Locate each line of the material that contains "with", then return it.

--- Data for review ---
·····

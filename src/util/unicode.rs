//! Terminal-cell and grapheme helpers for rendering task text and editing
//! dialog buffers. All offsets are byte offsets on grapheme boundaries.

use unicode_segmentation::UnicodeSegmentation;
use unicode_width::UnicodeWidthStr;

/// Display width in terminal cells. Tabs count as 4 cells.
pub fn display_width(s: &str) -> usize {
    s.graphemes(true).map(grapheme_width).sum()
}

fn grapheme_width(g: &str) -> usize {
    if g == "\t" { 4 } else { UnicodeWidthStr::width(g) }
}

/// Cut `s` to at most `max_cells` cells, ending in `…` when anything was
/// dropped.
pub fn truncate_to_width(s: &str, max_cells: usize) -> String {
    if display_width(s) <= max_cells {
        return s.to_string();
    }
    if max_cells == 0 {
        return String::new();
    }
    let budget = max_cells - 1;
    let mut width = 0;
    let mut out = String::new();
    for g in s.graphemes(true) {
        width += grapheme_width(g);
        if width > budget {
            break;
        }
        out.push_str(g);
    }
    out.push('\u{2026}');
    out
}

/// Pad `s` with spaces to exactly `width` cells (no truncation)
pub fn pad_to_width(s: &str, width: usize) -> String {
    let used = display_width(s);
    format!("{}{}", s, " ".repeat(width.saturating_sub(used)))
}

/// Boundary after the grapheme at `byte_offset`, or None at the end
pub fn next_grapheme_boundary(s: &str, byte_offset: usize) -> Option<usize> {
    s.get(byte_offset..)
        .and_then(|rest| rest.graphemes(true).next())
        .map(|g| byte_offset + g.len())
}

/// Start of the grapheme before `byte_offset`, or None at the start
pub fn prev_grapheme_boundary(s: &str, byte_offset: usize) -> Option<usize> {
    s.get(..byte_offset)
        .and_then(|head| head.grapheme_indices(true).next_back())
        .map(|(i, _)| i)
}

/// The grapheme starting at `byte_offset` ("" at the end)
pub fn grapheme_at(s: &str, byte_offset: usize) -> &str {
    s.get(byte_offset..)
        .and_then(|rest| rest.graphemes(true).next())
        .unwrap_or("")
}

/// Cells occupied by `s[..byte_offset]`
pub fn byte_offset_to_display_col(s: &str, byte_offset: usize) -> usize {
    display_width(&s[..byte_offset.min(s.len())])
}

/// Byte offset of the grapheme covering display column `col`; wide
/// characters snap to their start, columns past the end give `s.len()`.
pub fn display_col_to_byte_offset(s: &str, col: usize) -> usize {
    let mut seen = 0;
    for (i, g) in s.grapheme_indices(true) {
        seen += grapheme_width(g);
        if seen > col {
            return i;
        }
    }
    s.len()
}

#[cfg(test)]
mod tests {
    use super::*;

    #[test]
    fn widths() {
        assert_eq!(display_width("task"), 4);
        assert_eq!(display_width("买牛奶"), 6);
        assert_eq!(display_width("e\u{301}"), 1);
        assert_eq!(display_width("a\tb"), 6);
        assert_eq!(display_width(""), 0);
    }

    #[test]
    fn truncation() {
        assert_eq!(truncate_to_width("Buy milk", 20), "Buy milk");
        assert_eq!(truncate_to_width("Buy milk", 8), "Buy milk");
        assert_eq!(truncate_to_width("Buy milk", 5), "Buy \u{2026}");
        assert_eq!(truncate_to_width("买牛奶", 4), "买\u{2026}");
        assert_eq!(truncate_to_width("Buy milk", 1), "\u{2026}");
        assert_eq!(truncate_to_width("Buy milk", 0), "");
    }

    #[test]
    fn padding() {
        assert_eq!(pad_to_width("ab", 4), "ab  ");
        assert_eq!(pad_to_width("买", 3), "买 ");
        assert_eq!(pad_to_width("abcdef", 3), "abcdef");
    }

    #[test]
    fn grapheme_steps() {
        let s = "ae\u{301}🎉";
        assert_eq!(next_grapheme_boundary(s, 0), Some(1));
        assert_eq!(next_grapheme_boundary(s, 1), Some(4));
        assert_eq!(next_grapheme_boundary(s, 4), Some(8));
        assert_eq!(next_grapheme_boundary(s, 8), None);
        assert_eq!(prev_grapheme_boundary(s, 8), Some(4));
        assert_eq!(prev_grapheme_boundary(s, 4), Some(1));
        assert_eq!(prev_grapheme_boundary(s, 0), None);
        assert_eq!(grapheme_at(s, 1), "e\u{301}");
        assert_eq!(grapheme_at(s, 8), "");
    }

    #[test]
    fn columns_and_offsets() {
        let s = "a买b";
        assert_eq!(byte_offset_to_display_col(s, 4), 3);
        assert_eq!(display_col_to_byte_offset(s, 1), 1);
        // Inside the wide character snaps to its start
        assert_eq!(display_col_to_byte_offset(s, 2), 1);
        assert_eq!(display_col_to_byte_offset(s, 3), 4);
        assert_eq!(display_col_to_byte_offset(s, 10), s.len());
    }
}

·····

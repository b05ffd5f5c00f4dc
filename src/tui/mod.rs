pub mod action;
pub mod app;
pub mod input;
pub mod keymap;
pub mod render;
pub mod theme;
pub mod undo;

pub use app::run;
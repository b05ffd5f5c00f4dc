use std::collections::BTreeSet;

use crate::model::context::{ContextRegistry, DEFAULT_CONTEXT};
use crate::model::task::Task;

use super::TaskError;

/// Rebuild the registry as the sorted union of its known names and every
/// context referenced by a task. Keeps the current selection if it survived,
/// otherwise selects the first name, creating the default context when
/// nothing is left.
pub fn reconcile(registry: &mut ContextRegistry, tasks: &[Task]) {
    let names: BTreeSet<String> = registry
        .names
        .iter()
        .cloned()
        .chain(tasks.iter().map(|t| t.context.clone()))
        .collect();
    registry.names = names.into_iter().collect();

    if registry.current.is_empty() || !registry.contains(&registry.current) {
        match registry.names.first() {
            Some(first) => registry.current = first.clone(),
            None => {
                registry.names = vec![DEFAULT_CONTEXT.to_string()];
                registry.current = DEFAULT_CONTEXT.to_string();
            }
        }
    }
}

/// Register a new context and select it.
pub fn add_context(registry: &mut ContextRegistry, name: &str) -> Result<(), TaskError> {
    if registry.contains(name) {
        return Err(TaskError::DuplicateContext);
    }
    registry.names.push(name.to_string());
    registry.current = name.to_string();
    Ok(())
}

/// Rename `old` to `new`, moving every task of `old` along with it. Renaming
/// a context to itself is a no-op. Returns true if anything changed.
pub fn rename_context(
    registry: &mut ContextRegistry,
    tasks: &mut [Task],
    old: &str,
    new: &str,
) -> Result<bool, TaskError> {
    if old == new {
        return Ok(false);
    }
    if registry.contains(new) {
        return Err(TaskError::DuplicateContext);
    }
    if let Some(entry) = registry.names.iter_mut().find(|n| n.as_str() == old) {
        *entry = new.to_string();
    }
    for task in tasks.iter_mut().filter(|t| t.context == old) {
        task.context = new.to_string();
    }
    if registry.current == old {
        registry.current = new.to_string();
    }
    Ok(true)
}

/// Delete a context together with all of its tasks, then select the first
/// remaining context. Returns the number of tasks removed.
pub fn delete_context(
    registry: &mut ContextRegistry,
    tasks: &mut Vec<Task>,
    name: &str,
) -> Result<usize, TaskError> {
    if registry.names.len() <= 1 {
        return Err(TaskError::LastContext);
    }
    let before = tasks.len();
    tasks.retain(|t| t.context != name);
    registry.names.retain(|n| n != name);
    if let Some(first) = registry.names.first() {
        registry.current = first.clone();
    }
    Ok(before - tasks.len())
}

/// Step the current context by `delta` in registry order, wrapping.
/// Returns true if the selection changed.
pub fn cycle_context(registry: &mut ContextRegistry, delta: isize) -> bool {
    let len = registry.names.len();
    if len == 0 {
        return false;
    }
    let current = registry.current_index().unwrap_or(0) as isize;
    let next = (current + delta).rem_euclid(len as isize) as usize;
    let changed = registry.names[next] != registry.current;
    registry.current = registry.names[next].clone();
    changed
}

·····

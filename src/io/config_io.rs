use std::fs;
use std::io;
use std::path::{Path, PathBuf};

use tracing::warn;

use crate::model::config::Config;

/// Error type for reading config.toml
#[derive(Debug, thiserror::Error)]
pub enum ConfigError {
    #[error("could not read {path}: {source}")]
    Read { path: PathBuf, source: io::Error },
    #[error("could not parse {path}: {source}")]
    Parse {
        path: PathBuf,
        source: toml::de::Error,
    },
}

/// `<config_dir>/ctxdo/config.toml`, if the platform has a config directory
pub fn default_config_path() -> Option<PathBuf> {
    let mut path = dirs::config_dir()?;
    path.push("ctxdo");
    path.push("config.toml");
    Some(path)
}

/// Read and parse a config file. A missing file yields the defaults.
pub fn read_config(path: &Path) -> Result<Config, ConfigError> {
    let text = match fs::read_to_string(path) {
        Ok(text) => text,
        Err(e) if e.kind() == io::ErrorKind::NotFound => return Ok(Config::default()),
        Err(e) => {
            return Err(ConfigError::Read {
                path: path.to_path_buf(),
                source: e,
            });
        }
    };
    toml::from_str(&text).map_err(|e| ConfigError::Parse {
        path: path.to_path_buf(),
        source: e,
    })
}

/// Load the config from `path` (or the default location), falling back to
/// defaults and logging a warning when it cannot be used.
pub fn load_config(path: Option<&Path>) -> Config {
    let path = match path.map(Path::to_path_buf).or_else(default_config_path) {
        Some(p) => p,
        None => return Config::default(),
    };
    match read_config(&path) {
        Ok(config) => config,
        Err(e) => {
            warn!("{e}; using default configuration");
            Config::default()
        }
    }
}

·····

--- Solution to the problem ---
/// Pad `s` with spaces to exactly `width` cells (no truncation)
/// Rename `old` to `new`, moving every task of `old` along with it. Renaming
/// Delete a context together with all of its tasks, then select the first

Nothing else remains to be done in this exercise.